Banner artwork: Nero and the Doctors, in a World Chronicle manuscript, southern Germany, 1402. (Image: New York, New York Public Library, Spencer MS 38, fol. 343r.)
The ancient Roman emperor Nero often figures today as a stock embodiment of an abominable ruler. In the late Middle Ages, Nero also was deplored, but for crimes long forgotten in modern accounts. This lecture explores a story about unusual demands Nero made on a cluster of doctors, presented in word and image in a pair of illuminated World Chronicle manuscripts created in Bavaria, circa 1400. The original audiences for the tale lived at a time of increased professionalization and regulation of medicine, when public health was understood to be a means toward urban peace more broadly. The Nero episodes in the World Chronicles invited viewers to reflect on harmony in the public sphere by engaging with entertaining scenes of Nero’s corporeal eccentricity.
The Association of Graduate Art Students (AGAS) lecture is sponsored by the Franklin College of Arts & Sciences, the Willson Center for Humanities & Arts, and the Lamar Dodd School of Art.
Lecturer Bio
Nina Rowe specializes in the art of northern Europe in the high and late Middle Ages (twelfth to fifteenth century). Her recent research examines illuminated World Chronicle (Weltchronik) manuscripts, created in southern Germany and Austria circa 1330 to 1430. Another facet of her scholarship examines images of Jews and Judaism in settings ranging from monumental cathedral façade sculpture to hand-held carved ivories. Her scholarship also addresses the production and reception of illuminated manuscripts in the medieval and modern eras.

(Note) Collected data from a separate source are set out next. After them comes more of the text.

//! Fridge configuration.

use std::time::Duration;

use domain::Product;

/// Maximum total weight the fridge holds.
pub const DEFAULT_MAX_WEIGHT: i64 = 100;

/// Maximum number of items (slots) the fridge holds.
pub const DEFAULT_MAX_SPACE: i64 = 10;

/// How long an order aggregator waits for both tracker replies.
pub const DEFAULT_REPLY_TIMEOUT: Duration = Duration::from_secs(5);

const DEFAULT_STOCK: [&str; 6] = ["apple", "apple", "apple", "watermelon", "elden ring", "beer"];

/// Settings used when spawning a [`Fridge`](crate::Fridge).
///
/// Defaults:
/// - `max_weight` — 100
/// - `max_space` — 10
/// - `reply_timeout` — 5 seconds; `None` waits forever
/// - `initial_stock` — apple ×3, watermelon, elden ring, beer
#[derive(Debug, Clone, PartialEq, Eq)]
pub struct FridgeConfig {
    pub max_weight: i64,
    pub max_space: i64,
    pub reply_timeout: Option<Duration>,
    pub initial_stock: Vec<Product>,
}

impl FridgeConfig {
    /// Replaces the stock the fridge starts with.
    pub fn with_initial_stock(mut self, stock: Vec<Product>) -> Self {
        self.initial_stock = stock;
        self
    }

    /// Replaces the capacity limits of both trackers.
    pub fn with_capacity(mut self, max_weight: i64, max_space: i64) -> Self {
        self.max_weight = max_weight;
        self.max_space = max_space;
        self
    }

    /// Sets how long order aggregators wait for tracker replies.
    pub fn with_reply_timeout(mut self, timeout: Option<Duration>) -> Self {
        self.reply_timeout = timeout;
        self
    }
}

impl Default for FridgeConfig {
    fn default() -> Self {
        Self {
            max_weight: DEFAULT_MAX_WEIGHT,
            max_space: DEFAULT_MAX_SPACE,
            reply_timeout: Some(DEFAULT_REPLY_TIMEOUT),
            initial_stock: DEFAULT_STOCK
                .iter()
                .filter_map(|name| Product::from_catalog(name))
                .collect(),
        }
    }
}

Professor Rowe’s research has been supported by fellowships from the National Endowment for the Humanities (2016-17), the American Council of Learned Societies (2016-17), and the Metropolitan Museum of Art (2007-8). She was awarded the Karen Gould Prize from the Medieval Academy of America in 2023 for her book The Illuminated World Chronicle: Tales from the Late Medieval City (Yale UP, 2020). She served as President of the International Center of Medieval Art (ICMA), 2020-23.